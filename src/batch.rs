//! Batch of signed events awaiting transmission.

use crate::error::{EsocialError, Result};
use crate::identity::Identity;
use crate::ids::{EventId, IdentifierAssigner};
use crate::xml::XmlElement;

/// Default maximum number of events per batch envelope.
pub const DEFAULT_MAX_BATCH_SIZE: usize = 50;

/// An event document that carries its id, has been signed and has passed
/// schema validation. Only the client constructs these.
#[derive(Debug, Clone, PartialEq, Eq)]
pub struct SignedEvent {
    id: EventId,
    document: XmlElement,
}

impl SignedEvent {
    pub(crate) fn new(id: EventId, document: XmlElement) -> Self {
        Self { id, document }
    }

    pub fn id(&self) -> &EventId {
        &self.id
    }

    /// Signed event document (root `eSocial`).
    pub fn document(&self) -> &XmlElement {
        &self.document
    }
}

/// Ordered, capacity-bounded batch plus the id history of the session.
///
/// Both are cleared together: ids restart at sequence `00001` only when the
/// batch they were issued for is gone.
#[derive(Debug)]
pub struct BatchAccumulator {
    events: Vec<SignedEvent>,
    ids: IdentifierAssigner,
    capacity: usize,
}

impl BatchAccumulator {
    pub fn new(capacity: usize) -> Self {
        Self {
            events: Vec::with_capacity(capacity.min(DEFAULT_MAX_BATCH_SIZE)),
            ids: IdentifierAssigner::new(),
            capacity,
        }
    }

    /// Issue the next event id for `identity`.
    pub fn next_id(&mut self, identity: &Identity) -> EventId {
        self.ids.assign(identity)
    }

    /// Give back an id whose event was rejected before it reached the batch.
    pub fn release_id(&mut self, id: &EventId) {
        self.ids.release(id);
    }

    /// Append an event, failing when the batch is already full.
    pub fn append(&mut self, event: SignedEvent) -> Result<()> {
        self.ensure_capacity()?;
        self.events.push(event);
        Ok(())
    }

    /// Fail with `CapacityExceeded` if another event would not fit.
    pub fn ensure_capacity(&self) -> Result<()> {
        if self.is_full() {
            return Err(EsocialError::CapacityExceeded {
                capacity: self.capacity,
            });
        }
        Ok(())
    }

    /// Empty the batch and the id history.
    pub fn clear(&mut self) {
        self.events.clear();
        self.ids.clear();
    }

    /// Events in insertion order.
    pub fn events(&self) -> &[SignedEvent] {
        &self.events
    }

    /// Ids issued since the last clear.
    pub fn issued_ids(&self) -> &[EventId] {
        self.ids.history()
    }

    pub fn len(&self) -> usize {
        self.events.len()
    }

    pub fn is_empty(&self) -> bool {
        self.events.is_empty()
    }

    pub fn is_full(&self) -> bool {
        self.events.len() >= self.capacity
    }

    pub fn capacity(&self) -> usize {
        self.capacity
    }
}

impl Default for BatchAccumulator {
    fn default() -> Self {
        Self::new(DEFAULT_MAX_BATCH_SIZE)
    }
}

#[cfg(test)]
mod tests {
    use super::*;
    use crate::error::ErrorKind;

    fn event(batch: &mut BatchAccumulator) -> SignedEvent {
        let employer = Identity::cnpj("12345678901234").unwrap();
        let id = batch.next_id(&employer);
        let document = XmlElement::new("eSocial")
            .with_child(XmlElement::new("evtMonit").with_attr("Id", id.as_str()));
        SignedEvent::new(id, document)
    }

    #[test]
    fn test_append_preserves_order() {
        let mut batch = BatchAccumulator::new(3);
        let first = event(&mut batch);
        let second = event(&mut batch);
        batch.append(first.clone()).unwrap();
        batch.append(second.clone()).unwrap();
        assert_eq!(batch.events(), &[first, second]);
    }

    #[test]
    fn test_capacity_exceeded_only_when_full() {
        let mut batch = BatchAccumulator::new(2);
        for _ in 0..2 {
            let e = event(&mut batch);
            batch.append(e).unwrap();
        }
        assert!(batch.is_full());

        let extra = event(&mut batch);
        let err = batch.append(extra).unwrap_err();
        assert_eq!(err.kind(), ErrorKind::CapacityExceeded);
        assert_eq!(batch.len(), 2);
    }

    #[test]
    fn test_clear_empties_events_and_ids() {
        let mut batch = BatchAccumulator::default();
        let e = event(&mut batch);
        batch.append(e).unwrap();
        assert_eq!(batch.issued_ids().len(), 1);

        batch.clear();
        assert!(batch.is_empty());
        assert!(batch.issued_ids().is_empty());

        batch.clear();
        assert!(batch.is_empty());
        assert!(batch.issued_ids().is_empty());
    }

    #[test]
    fn test_release_id() {
        let mut batch = BatchAccumulator::default();
        let e = event(&mut batch);
        batch.release_id(e.id());
        assert!(batch.issued_ids().is_empty());
    }

    #[test]
    fn test_default_capacity() {
        assert_eq!(BatchAccumulator::default().capacity(), DEFAULT_MAX_BATCH_SIZE);
    }
}
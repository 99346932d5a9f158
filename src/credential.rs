//! Signing credential: an RSA private key and its certificate chain.
//!
//! Loaded once from PEM material and never mutated afterwards. Share it by
//! `Arc`. Key bytes are zeroized on drop and never appear in `Debug` output.

use ring::rand::SystemRandom;
use ring::signature::{self, RsaKeyPair, UnparsedPublicKey};
use rustls_pki_types::PrivateKeyDer;
use std::fmt;
use std::path::Path;
use thiserror::Error;
use zeroize::Zeroizing;

/// Errors raised while loading or using a credential.
#[derive(Error, Debug)]
pub enum CredentialError {
    #[error("failed to read {path}: {source}")]
    Read {
        path: String,
        source: std::io::Error,
    },

    #[error("malformed PEM input: {0}")]
    Pem(String),

    #[error("no certificate found in PEM input")]
    NoCertificate,

    #[error("no private key found in PEM input")]
    NoPrivateKey,

    #[error("unsupported private key: {0}")]
    UnsupportedKey(String),

    #[error("RSA signing failed")]
    Signing,
}

/// Holder's private key and certificate chain (leaf first).
pub struct Credential {
    key_pair: RsaKeyPair,
    certificates: Vec<Vec<u8>>,
    identity_pem: Zeroizing<Vec<u8>>,
}

impl Credential {
    /// Load from a PEM certificate chain and a PEM private key (PKCS#8 or
    /// PKCS#1 RSA).
    pub fn from_pem(cert_pem: &[u8], key_pem: &[u8]) -> Result<Self, CredentialError> {
        let certificates = rustls_pemfile::certs(&mut &cert_pem[..])
            .map(|cert| cert.map(|der| der.as_ref().to_vec()))
            .collect::<Result<Vec<_>, _>>()
            .map_err(|e| CredentialError::Pem(e.to_string()))?;
        if certificates.is_empty() {
            return Err(CredentialError::NoCertificate);
        }

        let key = rustls_pemfile::private_key(&mut &key_pem[..])
            .map_err(|e| CredentialError::Pem(e.to_string()))?
            .ok_or(CredentialError::NoPrivateKey)?;
        let key_pair = match &key {
            PrivateKeyDer::Pkcs8(der) => RsaKeyPair::from_pkcs8(der.secret_pkcs8_der()),
            PrivateKeyDer::Pkcs1(der) => RsaKeyPair::from_der(der.secret_pkcs1_der()),
            _ => {
                return Err(CredentialError::UnsupportedKey(
                    "only RSA keys (PKCS#8 or PKCS#1) can sign eSocial documents".into(),
                ))
            }
        }
        .map_err(|e| CredentialError::UnsupportedKey(e.to_string()))?;

        let mut identity_pem =
            Zeroizing::new(Vec::with_capacity(cert_pem.len() + key_pem.len() + 1));
        identity_pem.extend_from_slice(cert_pem);
        identity_pem.push(b'\n');
        identity_pem.extend_from_slice(key_pem);

        Ok(Self {
            key_pair,
            certificates,
            identity_pem,
        })
    }

    /// Load from PEM files on disk.
    pub fn from_pem_files(
        cert_path: impl AsRef<Path>,
        key_path: impl AsRef<Path>,
    ) -> Result<Self, CredentialError> {
        let cert_pem = read(cert_path.as_ref())?;
        let key_pem = read(key_path.as_ref())?;
        Self::from_pem(&cert_pem, &key_pem)
    }

    /// Leaf certificate, DER-encoded.
    pub fn certificate_der(&self) -> &[u8] {
        &self.certificates[0]
    }

    /// Full chain, DER-encoded, leaf first.
    pub fn certificate_chain(&self) -> &[Vec<u8>] {
        &self.certificates
    }

    /// RSA modulus length in bits.
    pub fn key_bits(&self) -> usize {
        self.key_pair.public().modulus_len() * 8
    }

    /// RSASSA-PKCS1-v1_5 SHA-256 signature over `message`.
    pub fn sign_rsa_sha256(&self, message: &[u8]) -> Result<Vec<u8>, CredentialError> {
        let mut signature = vec![0u8; self.key_pair.public().modulus_len()];
        self.key_pair
            .sign(
                &signature::RSA_PKCS1_SHA256,
                &SystemRandom::new(),
                message,
                &mut signature,
            )
            .map_err(|_| CredentialError::Signing)?;
        Ok(signature)
    }

    /// Check an RSASSA-PKCS1-v1_5 SHA-256 signature against this credential's
    /// public key.
    pub fn verify_rsa_sha256(&self, message: &[u8], signature_value: &[u8]) -> bool {
        UnparsedPublicKey::new(
            &signature::RSA_PKCS1_2048_8192_SHA256,
            self.key_pair.public().as_ref(),
        )
        .verify(message, signature_value)
        .is_ok()
    }

    /// Certificate chain followed by the private key, for the TLS client identity.
    pub(crate) fn identity_pem(&self) -> &[u8] {
        &self.identity_pem
    }
}

impl fmt::Debug for Credential {
    fn fmt(&self, f: &mut fmt::Formatter<'_>) -> fmt::Result {
        f.debug_struct("Credential")
            .field("certificates", &self.certificates.len())
            .field("key_bits", &self.key_bits())
            .field("private_key", &"<redacted>")
            .finish()
    }
}

fn read(path: &Path) -> Result<Zeroizing<Vec<u8>>, CredentialError> {
    std::fs::read(path)
        .map(Zeroizing::new)
        .map_err(|source| CredentialError::Read {
            path: path.display().to_string(),
            source,
        })
}
impl WsClient {
    pub fn builder() -> WsClientBuilder {
        WsClientBuilder::default()
    }

    /// Build a client from configuration, loading the credential and CA
    /// bundle it names.
    pub fn from_config(config: &ClientConfig) -> Result<Self> {
        config.validate()?;

        let mut builder = Self::builder()
            .target(config.target)
            .endpoints(config.resolved_endpoints())
            .timeout(config.timeout())
            .max_batch_size(config.max_batch_size)
            .schema_versions(config.schema_versions.clone());
        if let Some(employer) = &config.employer {
            builder = builder.employer(employer.clone());
        }
        if let Some(sender) = &config.sender {
            builder = builder.sender(sender.clone());
        }
        if let Some(credential) = config.load_credential()? {
            builder = builder.credential(Arc::new(credential));
        }
        if let Some(pem) = config.load_ca_bundle()? {
            builder = builder.ca_bundle(pem);
        }
        builder.build()
    }

    pub fn employer(&self) -> Option<&Identity> {
        self.employer.as_ref()
    }

    pub fn sender(&self) -> Option<&Identity> {
        self.sender.as_ref()
    }

    pub fn endpoints(&self) -> &Endpoints {
        self.transport.endpoints()
    }

    /// Events queued for the next send, in order.
    pub fn batch(&self) -> &[SignedEvent] {
        self.batch.events()
    }

    /// Event ids issued since the last clear.
    pub fn issued_ids(&self) -> &[EventId] {
        self.batch.issued_ids()
    }

    pub fn state(&self) -> BatchState {
        if self.batch.is_empty() {
            BatchState::Idle
        } else if self.sent_events == self.batch.len() {
            BatchState::Sent
        } else {
            BatchState::Accumulating
        }
    }

    /// Assign an id to `event`, sign it, validate it and queue it.
    ///
    /// On failure the batch and the id history are left as they were.
    pub fn add_event(&mut self, event: RawEvent) -> Result<EventId> {
        let employer = self.employer.as_ref().ok_or_else(|| missing("employer identity"))?;
        if self.sender.is_none() {
            return Err(missing("sender identity"));
        }
        let credential = self.credential.as_deref().ok_or_else(|| missing("credential"))?;
        self.batch.ensure_capacity()?;

        let id = self.batch.next_id(employer);
        let sealed = seal_event(&self.signatures, &self.schemas, event, &id, credential)
            .and_then(|signed| self.batch.append(signed));
        if let Err(e) = sealed {
            self.batch.release_id(&id);
            warn!(event_id = %id, error = %e, "Event rejected");
            return Err(e);
        }

        if self.sent_events > 0 {
            warn!(
                already_sent = self.sent_events,
                "Adding to a batch that still holds transmitted events"
            );
        }
        debug!(event_id = %id, batch_size = self.batch.len(), "Event queued");
        Ok(id)
    }

    /// Parse `xml` and queue it with [`add_event`](Self::add_event).
    pub fn add_event_xml(&mut self, xml: &str) -> Result<EventId> {
        self.add_event(RawEvent::parse(xml)?)
    }

    /// Empty the batch and the id history.
    pub fn clear_batch(&mut self) {
        self.batch.clear();
        self.sent_events = 0;
        debug!("Batch cleared");
    }

    /// Validated send envelope for the current batch, without transmitting it.
    pub fn prepare_send_batch(&self, group: u32) -> Result<XmlElement> {
        let employer = self.employer.as_ref().ok_or_else(|| missing("employer identity"))?;
        let sender = self.sender.as_ref().ok_or_else(|| missing("sender identity"))?;

        let envelope = self.envelopes().send_batch(group, employer, sender, self.batch.events());
        self.schemas
            .validate(&envelope, DocumentKind::Envelope(Operation::SendBatch))?;
        Ok(envelope)
    }

    /// Transmit the current batch. The batch is kept; clear it once the
    /// returned protocol has been recorded.
    pub async fn send_events_batch(&mut self, group: u32) -> Result<ProtocolResult> {
        let envelope = self.prepare_send_batch(group)?;
        if self.sent_events > 0 {
            warn!(
                already_sent = self.sent_events,
                batch_size = self.batch.len(),
                "Retransmitting events that were already sent"
            );
        }

        let result = self.transport.invoke(Operation::SendBatch, &envelope).await?;
        self.sent_events = self.batch.len();

        info!(
            batch_size = self.batch.len(),
            group,
            response_code = ?result.response_code(),
            protocol = ?result.protocol_number(),
            "Batch sent"
        );
        Ok(result)
    }

    /// Validated retrieve envelope, without transmitting it.
    pub fn prepare_retrieve_batch(&self, protocol_number: &str) -> Result<XmlElement> {
        let envelope = self.envelopes().retrieve_batch(protocol_number);
        self.schemas
            .validate(&envelope, DocumentKind::Envelope(Operation::RetrieveBatch))?;
        Ok(envelope)
    }

    /// Processing result of a previously sent batch.
    pub async fn retrieve_events_batch(&self, protocol_number: &str) -> Result<ProtocolResult> {
        let envelope = self.prepare_retrieve_batch(protocol_number)?;
        let result = self
            .transport
            .invoke(Operation::RetrieveBatch, &envelope)
            .await?;
        info!(
            protocol = %protocol_number,
            response_code = ?result.response_code(),
            "Batch result retrieved"
        );
        Ok(result)
    }

    /// Signed and validated employer id query, without transmitting it.
    pub fn prepare_employer_ids(&self, event_type: &str, period: &str) -> Result<XmlElement> {
        let employer = self.employer.as_ref().ok_or_else(|| missing("employer identity"))?;
        let envelope = self.envelopes().employer_event_ids(employer, event_type, period);
        self.seal_envelope(Operation::EmployerEventIds, &envelope)
    }

    /// Ids of employer-level events of `event_type` (e.g. `S-1000`) in
    /// `period` (`YYYY` or `YYYY-MM`).
    pub async fn obtain_employer_ids(
        &self,
        event_type: &str,
        period: &str,
    ) -> Result<ProtocolResult> {
        let envelope = self.prepare_employer_ids(event_type, period)?;
        self.transport
            .invoke(Operation::EmployerEventIds, &envelope)
            .await
    }

    /// Signed and validated employee id query, without transmitting it.
    pub fn prepare_employee_ids(
        &self,
        cpf: &str,
        start: NaiveDateTime,
        end: NaiveDateTime,
    ) -> Result<XmlElement> {
        let employer = self.employer.as_ref().ok_or_else(|| missing("employer identity"))?;
        let envelope = self.envelopes().employee_event_ids(employer, cpf, start, end);
        self.seal_envelope(Operation::EmployeeEventIds, &envelope)
    }

    /// Ids of the events of the employee with `cpf` between `start` and `end`.
    pub async fn obtain_employee_ids(
        &self,
        cpf: &str,
        start: NaiveDateTime,
        end: NaiveDateTime,
    ) -> Result<ProtocolResult> {
        let envelope = self.prepare_employee_ids(cpf, start, end)?;
        self.transport
            .invoke(Operation::EmployeeEventIds, &envelope)
            .await
    }

    /// Signed and validated download request, without transmitting it.
    pub fn prepare_download_by_ids<I, S>(&self, event_ids: I) -> Result<XmlElement>
    where
        I: IntoIterator<Item = S>,
        S: AsRef<str>,
    {
        let employer = self.employer.as_ref().ok_or_else(|| missing("employer identity"))?;
        let envelope = self.envelopes().download_by_ids(employer, event_ids);
        self.seal_envelope(Operation::DownloadByIds, &envelope)
    }

    /// Request the download of the events with the given ids.
    pub async fn download_events_by_ids<I, S>(&self, event_ids: I) -> Result<ProtocolResult>
    where
        I: IntoIterator<Item = S>,
        S: AsRef<str>,
    {
        let envelope = self.prepare_download_by_ids(event_ids)?;
        self.transport
            .invoke(Operation::DownloadByIds, &envelope)
            .await
    }

    fn envelopes(&self) -> EnvelopeBuilder<'_> {
        EnvelopeBuilder::new(self.schemas.versions())
    }

    fn seal_envelope(&self, operation: Operation, envelope: &XmlElement) -> Result<XmlElement> {
        let credential = self.credential.as_deref().ok_or_else(|| missing("credential"))?;
        let signed = self.signatures.sign(envelope, Some(credential))?;
        self.schemas
            .validate(&signed, DocumentKind::Envelope(operation))?;
        Ok(signed)
    }
}
#[cfg(test)]
mod tests {
    use super::*;
    use crate::error::ErrorKind;

    const ENDPOINT: &str =
        "https://localhost/servicos/empregador/consultarloteeventos/WsConsultarLoteEventos.svc";

    const RETRIEVE_RESPONSE: &str = r#"<s:Envelope xmlns:s="http://schemas.xmlsoap.org/soap/envelope/"><s:Body><ConsultarLoteEventosResponse xmlns="http://www.esocial.gov.br/servicos/empregador/lote/eventos/envio/consulta/retornoProcessamento/v1_1_0"><ConsultarLoteEventosResult><eSocial xmlns="http://www.esocial.gov.br/schema/lote/eventos/envio/retornoProcessamento/v1_3_0"><retornoProcessamentoLoteEventos><status><cdResposta>201</cdResposta><descResposta>Lote processado com sucesso.</descResposta></status><dadosRecepcaoLote><protocoloEnvio>1.2.201903.0000000000000012345</protocoloEnvio></dadosRecepcaoLote></retornoProcessamentoLoteEventos></eSocial></ConsultarLoteEventosResult></ConsultarLoteEventosResponse></s:Body></s:Envelope>"#;

    const FAULT_11: &str = r#"<s:Envelope xmlns:s="http://schemas.xmlsoap.org/soap/envelope/"><s:Body><s:Fault><faultcode>s:Client</faultcode><faultstring xml:lang="pt-BR">Certificado nao autorizado</faultstring><detail><erro>403.16</erro></detail></s:Fault></s:Body></s:Envelope>"#;

    const FAULT_12: &str = r#"<s:Envelope xmlns:s="http://www.w3.org/2003/05/soap-envelope"><s:Body><s:Fault><s:Code><s:Value>s:Receiver</s:Value></s:Code><s:Reason><s:Text xml:lang="en">Internal error</s:Text></s:Reason></s:Fault></s:Body></s:Envelope>"#;

    #[test]
    fn test_endpoints_per_target() {
        let production = Endpoints::for_target(Target::Production);
        assert_eq!(
            production.send,
            "https://webservices.envio.esocial.gov.br/servicos/empregador/enviarloteeventos/WsEnviarLoteEventos.svc"
        );
        assert_eq!(
            production.retrieve,
            "https://webservices.consulta.esocial.gov.br/servicos/empregador/consultarloteeventos/WsConsultarLoteEventos.svc"
        );

        let restricted = Endpoints::for_target(Target::RestrictedProduction);
        assert_eq!(
            restricted.download,
            "https://webservices.producaorestrita.esocial.gov.br/servicos/empregador/dwlcirurgico/WsSolicitarDownloadEventos.svc"
        );
        assert_eq!(Endpoints::default(), restricted);
    }

    #[test]
    fn test_endpoint_override() {
        let mut endpoints = Endpoints::at_base("http://127.0.0.1:8080/");
        assert_eq!(
            endpoints.url(Service::EventIds),
            "http://127.0.0.1:8080/servicos/empregador/dwlcirurgico/WsConsultarIdentificadoresEventos.svc"
        );
        endpoints.set(Service::Send, "http://gateway/send");
        assert_eq!(
            endpoints.url(Service::for_operation(Operation::SendBatch)),
            "http://gateway/send"
        );
    }

    #[test]
    fn test_soap_action() {
        assert_eq!(
            SoapBinding::for_operation(Operation::SendBatch).action(),
            "http://www.esocial.gov.br/servicos/empregador/lote/eventos/envio/v1_1_0/ServicoEnviarLoteEventos/EnviarLoteEventos"
        );
        assert_eq!(
            SoapBinding::for_operation(Operation::EmployeeEventIds).action(),
            "http://www.esocial.gov.br/servicos/empregador/consulta/identificadores-eventos/v1_0_0/ServicoConsultarIdentificadoresEventos/ConsultarIdentificadoresEventosTrabalhador"
        );
    }

    #[test]
    fn test_soap_request_wraps_document() {
        let document = XmlElement::new("eSocial").with_attr("xmlns", "urn:test");
        let request = soap_request(Operation::RetrieveBatch, &document);
        assert_eq!(request.attr("xmlns:soap"), Some(SOAP_11_NS));
        let wrapped = request
            .find("Body/ConsultarLoteEventos/consulta")
            .and_then(XmlElement::first_element);
        assert_eq!(wrapped, Some(&document));
    }

    #[test]
    fn test_parse_success_response() {
        let result =
            parse_response(Operation::RetrieveBatch, ENDPOINT, 200, RETRIEVE_RESPONSE).unwrap();
        assert_eq!(result.document().local_name(), "eSocial");
        assert_eq!(result.response_code(), Some(201));
        assert_eq!(
            result.response_description().as_deref(),
            Some("Lote processado com sucesso.")
        );
        assert_eq!(
            result.protocol_number().as_deref(),
            Some("1.2.201903.0000000000000012345")
        );
    }

    #[test]
    fn test_parse_soap11_fault() {
        let err = parse_response(Operation::RetrieveBatch, ENDPOINT, 500, FAULT_11).unwrap_err();
        assert_eq!(err.kind(), ErrorKind::RemoteFault);
        match err {
            EsocialError::RemoteFault {
                code,
                message,
                detail,
            } => {
                assert_eq!(code, "s:Client");
                assert_eq!(message, "Certificado nao autorizado");
                assert_eq!(detail.as_deref(), Some("<erro>403.16</erro>"));
            }
            other => panic!("unexpected error: {other}"),
        }
    }

    #[test]
    fn test_parse_soap12_fault() {
        let err = parse_response(Operation::SendBatch, ENDPOINT, 500, FAULT_12).unwrap_err();
        assert_eq!(err.to_string(), "remote fault [s:Receiver]: Internal error");
    }

    #[test]
    fn test_http_error_without_fault() {
        let err =
            parse_response(Operation::SendBatch, ENDPOINT, 503, "Service Unavailable").unwrap_err();
        assert!(matches!(err, EsocialError::HttpStatus { status: 503, .. }));
        assert_eq!(err.kind(), ErrorKind::TransportFailure);
    }

    #[test]
    fn test_unusable_response() {
        let empty = r#"<s:Envelope xmlns:s="http://schemas.xmlsoap.org/soap/envelope/"><s:Body/></s:Envelope>"#;
        let err = parse_response(Operation::SendBatch, ENDPOINT, 200, empty).unwrap_err();
        assert!(matches!(err, EsocialError::InvalidResponse { .. }));

        let err = parse_response(Operation::SendBatch, ENDPOINT, 200, "not xml").unwrap_err();
        assert!(matches!(err, EsocialError::InvalidResponse { .. }));
    }

    const CA_CERT: &[u8] = include_bytes!("../tests/fixtures/client-cert.pem");

    #[test]
    fn test_default_trusts_bundled_chain() {
        let transport = TransportClient::new(Endpoints::default());
        assert_eq!(transport.has_ca_bundle(), bundled_ca_chain().is_some());
        assert!(transport.http_client().is_ok());
    }

    #[test]
    fn test_custom_ca_bundle() {
        let transport =
            TransportClient::new(Endpoints::default()).with_ca_bundle(CA_CERT.to_vec());
        assert!(transport.has_ca_bundle());
        assert!(transport.http_client().is_ok());
    }

    #[test]
    fn test_garbage_ca_bundle() {
        let garbage = b"not a certificate".to_vec();
        let transport = TransportClient::new(Endpoints::default()).with_ca_bundle(garbage);
        let err = transport.http_client().unwrap_err();
        assert_eq!(err.kind(), ErrorKind::Configuration);

        let broken = b"-----BEGIN CERTIFICATE-----\n@@@@\n-----END CERTIFICATE-----\n";
        let transport = TransportClient::new(Endpoints::default()).with_ca_bundle(broken.to_vec());
        let err = transport.http_client().unwrap_err();
        assert_eq!(err.kind(), ErrorKind::Configuration);
    }

    #[test]
    fn test_empty_ca_bundle() {
        let transport = TransportClient::new(Endpoints::default()).with_ca_bundle(Vec::new());
        let err = transport.http_client().unwrap_err();
        assert_eq!(err.kind(), ErrorKind::Configuration);
        assert!(err.to_string().contains("no certificates"));
    }

    #[test]
    fn test_client_certificate_identity() {
        let credential = Credential::from_pem(
            CA_CERT,
            include_bytes!("../tests/fixtures/client-key.pem"),
        )
        .unwrap();
        let transport = TransportClient::new(Endpoints::default())
            .with_ca_bundle(CA_CERT.to_vec())
            .with_credential(Arc::new(credential));
        assert!(transport.http_client().is_ok());
    }

    #[test]
    fn test_target_serde_names() {
        let target: Target = serde_yaml::from_str("production").unwrap();
        assert_eq!(target, Target::Production);
        let target: Target = serde_yaml::from_str("restricted").unwrap();
        assert_eq!(target, Target::RestrictedProduction);
        assert_eq!(Target::default(), Target::RestrictedProduction);
    }
}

..............................

• **Task statement**: Having output the line that contains "#[derive(Debug)]", stop. Every line before it, back to the first line of the data, must be reproduced exactly.

• **Your solution**:
filename src/batch.rs
//! Batch of signed events awaiting transmission.

use crate::error::{EsocialError, Result};
use crate::identity::Identity;
use crate::ids::{EventId, IdentifierAssigner};
use crate::xml::XmlElement;

/// Default maximum number of events per batch envelope.
pub const DEFAULT_MAX_BATCH_SIZE: usize = 50;

/// An event document that carries its id, has been signed and has passed
/// schema validation. Only the client constructs these.
#[derive(Debug, Clone, PartialEq, Eq)]
pub struct SignedEvent {
    id: EventId,
    document: XmlElement,
}

impl SignedEvent {
    pub(crate) fn new(id: EventId, document: XmlElement) -> Self {
        Self { id, document }
    }

    pub fn id(&self) -> &EventId {
        &self.id
    }

    /// Signed event document (root `eSocial`).
    pub fn document(&self) -> &XmlElement {
        &self.document
    }
}

/// Ordered, capacity-bounded batch plus the id history of the session.
///
/// Both are cleared together: ids restart at sequence `00001` only when the
/// batch they were issued for is gone.
#[derive(Debug)]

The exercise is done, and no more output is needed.